Genome-wide association studies have identified numerous variants associated with human complex traits, most of which reside in the non-coding regions, but biological mechanisms remain unclear. However, assigning function to the non-coding elements is still challenging. Here we apply Activity-by-Contact (ABC) model to evaluate enhancer-gene regulation effect by integrating multi-omics data and identified 544,849 connections across 20 cancer types. ABC model outperforms previous approaches in linking regulatory variants to target genes. Furthermore, we identify over 30,000 enhancer-gene connections in colorectal cancer (CRC) tissues.

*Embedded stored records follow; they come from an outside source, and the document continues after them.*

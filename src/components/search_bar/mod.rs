// Copyright (C) 2026  Caprica Software Limited
//
// This program is free software: you can redistribute it and/or modify
// it under the terms of the GNU General Public License as published by
// the Free Software Foundation, either version 3 of the License, or
// (at your option) any later version.
//
// This program is distributed in the hope that it will be useful,
// but WITHOUT ANY WARRANTY; without even the implied warranty of
// MERCHANTABILITY or FITNESS FOR A PARTICULAR PURPOSE.  See the
// GNU General Public License for more details.
//
// You should have received a copy of the GNU General Public License
// along with this program.  If not, see <https://www.gnu.org/licenses/>.

//! Search box.
//!
//! A single line text input holding the query. Enter submits the current text
//! and leaves it in place, Esc hands focus back without submitting.

mod render;

use crossterm::event::{Event, KeyCode};
use tui_input::{Input, backend::crossterm::EventHandler};

#[derive(Debug, PartialEq, Eq)]
pub(crate) enum SearchBarAction {
    Submit(String),
    Cancel,
}

#[derive(Default)]
pub(crate) struct SearchBar {
    input: Input,
}

impl SearchBar {
    pub(crate) fn new() -> Self {
        Self::default()
    }

    pub(crate) fn value(&self) -> &str {
        self.input.value()
    }

    pub(crate) fn set_value(&mut self, value: &str) {
        self.input = Input::new(value.to_string());
    }

    pub(crate) fn process_event(&mut self, event: &Event) -> Option<SearchBarAction> {
        let Event::Key(key_event) = event else {
            return None;
        };

        match key_event.code {
            KeyCode::Enter => Some(SearchBarAction::Submit(self.input.value().to_string())),
            KeyCode::Esc => Some(SearchBarAction::Cancel),
            _ => {
                // Delegate all other key events to the managed input component.
                self.input.handle_event(event);
                None
            }
        }
    }
}

#[cfg(test)]
mod tests {
    use crossterm::event::{KeyEvent, KeyModifiers};

    use super::*;

    fn key(code: KeyCode) -> Event {
        Event::Key(KeyEvent::new(code, KeyModifiers::NONE))
    }

    #[test]
    fn typed_text_is_submitted_and_kept() {
        let mut bar = SearchBar::new();
        for c in "retail".chars() {
            assert_eq!(bar.process_event(&key(KeyCode::Char(c))), None);
        }
        bar.process_event(&key(KeyCode::Backspace));

        assert_eq!(
            bar.process_event(&key(KeyCode::Enter)),
            Some(SearchBarAction::Submit("retai".into()))
        );
        assert_eq!(bar.value(), "retai");
    }

    #[test]
    fn escape_cancels() {
        let mut bar = SearchBar::new();
        bar.set_value("sales");
        assert_eq!(bar.process_event(&key(KeyCode::Esc)), Some(SearchBarAction::Cancel));
        assert_eq!(bar.value(), "sales");
    }
}
// Copyright (C) 2026  Caprica Software Limited
//
// This program is free software: you can redistribute it and/or modify
// it under the terms of the GNU General Public License as published by
// the Free Software Foundation, either version 3 of the License, or
// (at your option) any later version.
//
// This program is distributed in the hope that it will be useful,
// but WITHOUT ANY WARRANTY; without even the implied warranty of
// MERCHANTABILITY or FITNESS FOR A PARTICULAR PURPOSE.  See the
// GNU General Public License for more details.
//
// You should have received a copy of the GNU General Public License
// along with this program.  If not, see <https://www.gnu.org/licenses/>.

const ELLIPSIS: char = '\u{2026}';

/// Shortens `text` to at most `max_chars` characters, ending with an ellipsis
/// when anything was cut.
///
/// Counts characters rather than bytes so multi-byte text is never split.
///
/// # Examples
///
/// ```ignore
/// assert_eq!(truncate("Online retail", 8), "Online …");
/// assert_eq!(truncate("Sales", 8), "Sales");
/// ```
pub(crate) fn truncate(text: &str, max_chars: usize) -> String {
    if text.chars().count() <= max_chars {
        return text.to_string();
    }

    let mut shortened: String = text.chars().take(max_chars.saturating_sub(1)).collect();
    shortened.push(ELLIPSIS);
    shortened
}
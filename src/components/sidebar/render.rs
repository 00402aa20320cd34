// Copyright (C) 2026  Caprica Software Limited
//
// This program is free software: you can redistribute it and/or modify
// it under the terms of the GNU General Public License as published by
// the Free Software Foundation, either version 3 of the License, or
// (at your option) any later version.
//
// This program is distributed in the hope that it will be useful,
// but WITHOUT ANY WARRANTY; without even the implied warranty of
// MERCHANTABILITY or FITNESS FOR A PARTICULAR PURPOSE.  See the
// GNU General Public License for more details.
//
// You should have received a copy of the GNU General Public License
// along with this program.  If not, see <https://www.gnu.org/licenses/>.

use ratatui::{
    Frame,
    layout::{Constraint, Direction, Layout, Rect},
    style::{Modifier, Style},
    widgets::{Block, Borders, List, ListItem, ListState},
};

use crate::{components::Sidebar, model::SearchHistory, theme::Theme};

const EMPTY_HISTORY: &str = "No searches yet";

impl Sidebar {
    pub(crate) fn draw(
        &self,
        f: &mut Frame,
        area: Rect,
        history: &SearchHistory,
        popular: &[String],
        theme: &Theme,
        focused: bool,
    ) {
        let popular_height = popular.len() as u16 + 2;

        let chunks = Layout::default()
            .direction(Direction::Vertical)
            .constraints([Constraint::Min(3), Constraint::Length(popular_height)])
            .split(area);

        // The sidebar selection spans both lists, split it between them.
        let selected = self.list_state.selected().filter(|_| focused);
        let recent_selected = selected.filter(|i| *i < history.len());
        let popular_selected = selected
            .and_then(|i| i.checked_sub(history.len()))
            .filter(|i| *i < popular.len());

        let recent_items: Vec<ListItem> = if history.is_empty() {
            vec![ListItem::new(EMPTY_HISTORY).style(Style::default().fg(theme.muted_colour))]
        } else {
            history.entries().iter().map(|q| ListItem::new(q.as_str())).collect()
        };

        render_list(f, chunks[0], " Recent Searches ", recent_items, recent_selected, theme, focused);

        let popular_items: Vec<ListItem> = popular.iter().map(|q| ListItem::new(q.as_str())).collect();

        render_list(f, chunks[1], " Popular Searches ", popular_items, popular_selected, theme, focused);
    }
}

fn render_list(
    f: &mut Frame,
    area: Rect,
    title: &str,
    items: Vec<ListItem>,
    selected: Option<usize>,
    theme: &Theme,
    focused: bool,
) {
    let border_style = if focused {
        Style::default().fg(theme.accent_colour).add_modifier(Modifier::BOLD)
    } else {
        Style::default().fg(theme.border_colour)
    };

    let list = List::new(items)
        .style(Style::default().fg(theme.text_colour))
        .block(Block::default()
            .borders(Borders::ALL)
            .title(title.to_string())
            .border_style(border_style))
        .highlight_style(Style::default().bg(theme.highlight_bg).fg(theme.highlight_fg))
        .highlight_symbol(">> ");

    let mut state = ListState::default().with_selected(selected);
    f.render_stateful_widget(list, area, &mut state);
}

By integrating large-scale population cohorts (23,813 cases and 29,973 controls) and multipronged functional assays, we demonstrate an ABC regulatory variant rs4810856 associated with CRC risk (Odds Ratio = 1.11, 95%CI = 1.05–1.16, P = 4.02 × 10 −5 ) by acting as an allele-specific enhancer to distally facilitate PREX1 , CSE1L and STAU1 expression, which synergistically activate p-AKT signaling. Our study provides comprehensive regulation maps and illuminates a single variant regulating multiple genes, providing insights into cancer etiology.